_RECORD EXTRACTS_
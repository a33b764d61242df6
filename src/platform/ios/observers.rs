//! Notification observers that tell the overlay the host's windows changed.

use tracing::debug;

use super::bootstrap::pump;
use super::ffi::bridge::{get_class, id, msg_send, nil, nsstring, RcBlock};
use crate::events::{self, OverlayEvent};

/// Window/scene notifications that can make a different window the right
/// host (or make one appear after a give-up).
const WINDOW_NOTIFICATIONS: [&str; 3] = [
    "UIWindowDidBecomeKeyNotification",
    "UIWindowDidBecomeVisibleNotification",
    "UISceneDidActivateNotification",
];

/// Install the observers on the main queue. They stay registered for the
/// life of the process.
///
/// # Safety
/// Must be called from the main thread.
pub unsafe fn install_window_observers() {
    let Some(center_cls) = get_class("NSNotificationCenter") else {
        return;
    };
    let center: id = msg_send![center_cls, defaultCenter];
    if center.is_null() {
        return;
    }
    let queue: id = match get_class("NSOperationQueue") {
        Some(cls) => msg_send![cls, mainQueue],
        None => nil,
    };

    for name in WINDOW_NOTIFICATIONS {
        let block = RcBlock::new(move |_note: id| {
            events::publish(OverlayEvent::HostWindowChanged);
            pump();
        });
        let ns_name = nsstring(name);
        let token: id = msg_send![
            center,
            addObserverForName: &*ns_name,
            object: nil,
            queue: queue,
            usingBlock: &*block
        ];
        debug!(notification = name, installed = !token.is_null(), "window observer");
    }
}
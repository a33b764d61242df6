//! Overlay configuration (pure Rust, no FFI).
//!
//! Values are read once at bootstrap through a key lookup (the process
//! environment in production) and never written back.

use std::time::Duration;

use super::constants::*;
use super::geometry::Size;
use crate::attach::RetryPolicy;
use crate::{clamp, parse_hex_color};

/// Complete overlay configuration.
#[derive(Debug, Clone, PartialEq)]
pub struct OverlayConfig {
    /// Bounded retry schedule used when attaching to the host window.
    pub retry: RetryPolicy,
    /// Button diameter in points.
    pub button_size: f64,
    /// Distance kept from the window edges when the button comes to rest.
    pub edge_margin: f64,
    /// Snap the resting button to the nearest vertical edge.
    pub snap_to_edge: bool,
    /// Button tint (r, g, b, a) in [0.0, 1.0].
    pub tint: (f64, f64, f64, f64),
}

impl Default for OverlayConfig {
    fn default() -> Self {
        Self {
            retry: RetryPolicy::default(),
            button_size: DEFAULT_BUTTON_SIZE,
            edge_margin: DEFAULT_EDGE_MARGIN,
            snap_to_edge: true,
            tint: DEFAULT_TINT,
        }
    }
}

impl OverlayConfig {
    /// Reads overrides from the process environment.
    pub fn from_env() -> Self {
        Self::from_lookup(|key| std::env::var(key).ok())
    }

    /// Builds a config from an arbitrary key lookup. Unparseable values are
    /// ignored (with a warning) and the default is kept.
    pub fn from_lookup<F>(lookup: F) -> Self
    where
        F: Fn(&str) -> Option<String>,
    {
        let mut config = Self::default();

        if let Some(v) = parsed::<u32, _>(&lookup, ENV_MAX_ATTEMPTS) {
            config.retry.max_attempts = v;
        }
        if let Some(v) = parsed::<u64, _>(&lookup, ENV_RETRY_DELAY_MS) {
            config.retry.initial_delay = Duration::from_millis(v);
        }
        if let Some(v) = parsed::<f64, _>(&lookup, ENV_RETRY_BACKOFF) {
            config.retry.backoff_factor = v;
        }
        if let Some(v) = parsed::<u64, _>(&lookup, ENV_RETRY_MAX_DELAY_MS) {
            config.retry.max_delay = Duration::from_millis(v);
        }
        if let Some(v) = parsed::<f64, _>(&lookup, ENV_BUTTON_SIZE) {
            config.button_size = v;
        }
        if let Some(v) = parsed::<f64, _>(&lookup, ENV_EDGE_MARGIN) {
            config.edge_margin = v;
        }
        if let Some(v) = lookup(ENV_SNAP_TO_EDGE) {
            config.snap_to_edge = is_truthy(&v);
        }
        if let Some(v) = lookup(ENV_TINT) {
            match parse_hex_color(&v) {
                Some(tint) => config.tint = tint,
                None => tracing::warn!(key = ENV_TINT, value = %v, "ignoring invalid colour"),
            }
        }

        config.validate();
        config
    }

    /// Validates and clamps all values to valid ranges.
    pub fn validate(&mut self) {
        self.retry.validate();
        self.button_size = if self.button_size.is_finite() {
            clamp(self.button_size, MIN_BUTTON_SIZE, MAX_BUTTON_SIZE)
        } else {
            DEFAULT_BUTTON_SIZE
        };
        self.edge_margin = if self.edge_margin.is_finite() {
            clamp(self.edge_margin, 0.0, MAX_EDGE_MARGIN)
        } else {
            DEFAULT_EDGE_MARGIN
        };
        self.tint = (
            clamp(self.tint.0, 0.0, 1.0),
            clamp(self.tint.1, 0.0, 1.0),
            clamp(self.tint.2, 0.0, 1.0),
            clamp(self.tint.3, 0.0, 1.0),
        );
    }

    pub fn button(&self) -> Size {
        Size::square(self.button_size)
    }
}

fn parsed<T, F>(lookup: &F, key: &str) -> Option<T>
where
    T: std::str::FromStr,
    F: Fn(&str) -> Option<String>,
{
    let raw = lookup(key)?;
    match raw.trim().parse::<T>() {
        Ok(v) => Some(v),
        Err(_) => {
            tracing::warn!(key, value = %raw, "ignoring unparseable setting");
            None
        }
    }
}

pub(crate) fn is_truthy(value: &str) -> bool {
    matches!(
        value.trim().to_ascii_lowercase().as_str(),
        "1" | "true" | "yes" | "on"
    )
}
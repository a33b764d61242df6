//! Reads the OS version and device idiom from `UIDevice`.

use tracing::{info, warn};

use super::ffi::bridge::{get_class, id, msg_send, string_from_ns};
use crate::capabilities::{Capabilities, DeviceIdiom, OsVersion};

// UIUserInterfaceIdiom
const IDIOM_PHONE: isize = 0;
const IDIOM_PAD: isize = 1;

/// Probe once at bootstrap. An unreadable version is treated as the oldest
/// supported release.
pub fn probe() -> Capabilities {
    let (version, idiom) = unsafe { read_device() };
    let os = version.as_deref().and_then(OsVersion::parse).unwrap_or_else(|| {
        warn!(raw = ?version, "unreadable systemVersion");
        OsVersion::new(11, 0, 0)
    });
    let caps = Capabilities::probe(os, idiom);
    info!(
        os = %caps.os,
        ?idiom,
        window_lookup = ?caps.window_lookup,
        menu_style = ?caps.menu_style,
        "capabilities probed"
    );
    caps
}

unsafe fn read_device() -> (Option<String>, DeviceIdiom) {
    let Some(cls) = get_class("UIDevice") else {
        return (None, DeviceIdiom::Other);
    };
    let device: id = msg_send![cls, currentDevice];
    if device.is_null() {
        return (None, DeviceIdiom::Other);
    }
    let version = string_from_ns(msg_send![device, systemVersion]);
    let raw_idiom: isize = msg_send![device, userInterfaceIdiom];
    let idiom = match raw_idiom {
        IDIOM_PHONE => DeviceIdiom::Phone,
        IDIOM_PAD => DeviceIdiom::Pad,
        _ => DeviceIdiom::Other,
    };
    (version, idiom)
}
==
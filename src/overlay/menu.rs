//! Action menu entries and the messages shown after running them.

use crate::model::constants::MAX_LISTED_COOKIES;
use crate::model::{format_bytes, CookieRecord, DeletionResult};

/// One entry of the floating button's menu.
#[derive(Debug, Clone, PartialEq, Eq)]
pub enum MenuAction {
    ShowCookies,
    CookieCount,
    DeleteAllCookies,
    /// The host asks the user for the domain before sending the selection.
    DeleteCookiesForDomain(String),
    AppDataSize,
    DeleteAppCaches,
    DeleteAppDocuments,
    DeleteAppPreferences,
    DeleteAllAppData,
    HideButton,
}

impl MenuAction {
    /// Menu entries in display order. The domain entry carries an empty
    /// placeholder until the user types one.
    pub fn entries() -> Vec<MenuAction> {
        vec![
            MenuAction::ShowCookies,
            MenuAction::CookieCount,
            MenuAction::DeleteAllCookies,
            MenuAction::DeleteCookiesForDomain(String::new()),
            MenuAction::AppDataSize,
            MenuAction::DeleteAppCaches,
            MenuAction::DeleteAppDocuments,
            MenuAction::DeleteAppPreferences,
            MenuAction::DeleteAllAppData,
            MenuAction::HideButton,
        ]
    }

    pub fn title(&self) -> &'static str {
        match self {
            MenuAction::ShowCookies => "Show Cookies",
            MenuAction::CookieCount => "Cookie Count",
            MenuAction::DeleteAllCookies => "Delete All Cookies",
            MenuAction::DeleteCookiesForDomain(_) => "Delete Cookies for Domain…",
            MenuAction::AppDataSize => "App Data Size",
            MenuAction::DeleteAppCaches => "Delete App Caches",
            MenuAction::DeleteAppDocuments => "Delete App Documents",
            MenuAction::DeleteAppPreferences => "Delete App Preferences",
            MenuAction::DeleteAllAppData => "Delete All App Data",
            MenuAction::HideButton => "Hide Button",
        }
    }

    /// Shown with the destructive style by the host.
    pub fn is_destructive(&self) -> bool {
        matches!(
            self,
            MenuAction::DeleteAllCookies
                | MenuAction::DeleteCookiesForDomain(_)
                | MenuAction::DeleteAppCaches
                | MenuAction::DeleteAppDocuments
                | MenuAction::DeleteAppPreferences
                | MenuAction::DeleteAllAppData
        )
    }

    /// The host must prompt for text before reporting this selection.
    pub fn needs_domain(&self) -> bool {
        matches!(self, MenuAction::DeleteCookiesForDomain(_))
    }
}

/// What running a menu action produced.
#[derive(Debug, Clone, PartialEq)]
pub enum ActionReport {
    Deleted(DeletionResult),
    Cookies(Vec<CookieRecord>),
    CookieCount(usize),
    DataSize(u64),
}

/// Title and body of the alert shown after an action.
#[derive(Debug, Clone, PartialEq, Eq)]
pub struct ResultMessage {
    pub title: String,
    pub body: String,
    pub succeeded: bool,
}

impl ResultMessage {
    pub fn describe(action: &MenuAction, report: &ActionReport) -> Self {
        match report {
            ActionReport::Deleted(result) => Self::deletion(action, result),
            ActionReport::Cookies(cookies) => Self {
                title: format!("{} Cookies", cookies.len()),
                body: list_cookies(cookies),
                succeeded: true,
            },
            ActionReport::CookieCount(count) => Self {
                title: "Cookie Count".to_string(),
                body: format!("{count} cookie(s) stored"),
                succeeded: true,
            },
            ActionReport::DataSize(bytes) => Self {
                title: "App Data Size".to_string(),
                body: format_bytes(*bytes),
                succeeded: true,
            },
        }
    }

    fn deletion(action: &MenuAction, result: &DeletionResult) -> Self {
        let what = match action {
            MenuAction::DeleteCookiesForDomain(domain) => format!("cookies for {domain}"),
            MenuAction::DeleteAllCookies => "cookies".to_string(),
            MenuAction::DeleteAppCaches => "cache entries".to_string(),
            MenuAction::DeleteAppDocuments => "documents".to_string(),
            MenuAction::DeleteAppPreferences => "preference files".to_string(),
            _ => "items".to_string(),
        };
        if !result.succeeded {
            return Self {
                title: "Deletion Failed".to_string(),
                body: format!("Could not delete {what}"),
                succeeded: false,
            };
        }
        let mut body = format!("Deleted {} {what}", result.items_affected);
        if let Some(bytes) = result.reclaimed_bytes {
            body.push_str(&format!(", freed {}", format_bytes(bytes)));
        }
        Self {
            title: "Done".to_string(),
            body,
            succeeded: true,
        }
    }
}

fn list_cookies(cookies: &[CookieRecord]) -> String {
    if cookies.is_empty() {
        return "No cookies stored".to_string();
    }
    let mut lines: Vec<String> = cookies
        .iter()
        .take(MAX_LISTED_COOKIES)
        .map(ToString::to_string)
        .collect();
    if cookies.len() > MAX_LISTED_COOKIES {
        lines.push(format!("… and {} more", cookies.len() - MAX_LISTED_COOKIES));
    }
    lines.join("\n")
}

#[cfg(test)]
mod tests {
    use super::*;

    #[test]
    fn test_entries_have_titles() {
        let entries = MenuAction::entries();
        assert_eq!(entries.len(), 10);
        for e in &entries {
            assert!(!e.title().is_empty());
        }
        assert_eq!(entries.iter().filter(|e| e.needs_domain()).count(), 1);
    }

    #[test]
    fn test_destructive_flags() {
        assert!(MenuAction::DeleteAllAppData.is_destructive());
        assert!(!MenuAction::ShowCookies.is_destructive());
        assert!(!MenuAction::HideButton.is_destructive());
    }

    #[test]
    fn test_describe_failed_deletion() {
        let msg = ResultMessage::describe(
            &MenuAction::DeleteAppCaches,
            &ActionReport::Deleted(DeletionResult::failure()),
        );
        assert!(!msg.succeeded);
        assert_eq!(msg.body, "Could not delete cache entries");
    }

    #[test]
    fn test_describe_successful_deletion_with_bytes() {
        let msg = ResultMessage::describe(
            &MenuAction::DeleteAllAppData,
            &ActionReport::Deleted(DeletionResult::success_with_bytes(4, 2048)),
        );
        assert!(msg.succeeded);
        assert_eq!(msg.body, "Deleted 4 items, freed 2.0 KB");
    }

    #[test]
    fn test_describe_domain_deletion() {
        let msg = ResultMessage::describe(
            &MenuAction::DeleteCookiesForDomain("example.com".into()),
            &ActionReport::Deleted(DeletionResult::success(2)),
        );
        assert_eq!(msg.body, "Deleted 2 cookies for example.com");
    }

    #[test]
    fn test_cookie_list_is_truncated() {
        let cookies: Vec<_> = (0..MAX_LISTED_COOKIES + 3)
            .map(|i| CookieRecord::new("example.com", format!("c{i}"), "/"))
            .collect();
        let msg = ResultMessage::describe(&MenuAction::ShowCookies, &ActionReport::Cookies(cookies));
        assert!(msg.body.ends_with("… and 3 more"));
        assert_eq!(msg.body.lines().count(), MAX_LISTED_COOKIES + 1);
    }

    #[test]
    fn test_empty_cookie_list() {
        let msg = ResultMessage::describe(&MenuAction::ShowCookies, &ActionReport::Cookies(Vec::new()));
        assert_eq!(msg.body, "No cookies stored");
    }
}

_TASK INSTRUCTIONS_
In the listing above, find each line with the word "RetryPolicy" and copy it out.

_WRITTEN RESPONSE_
use crate::attach::RetryPolicy;
    pub retry: RetryPolicy,
            retry: RetryPolicy::default(),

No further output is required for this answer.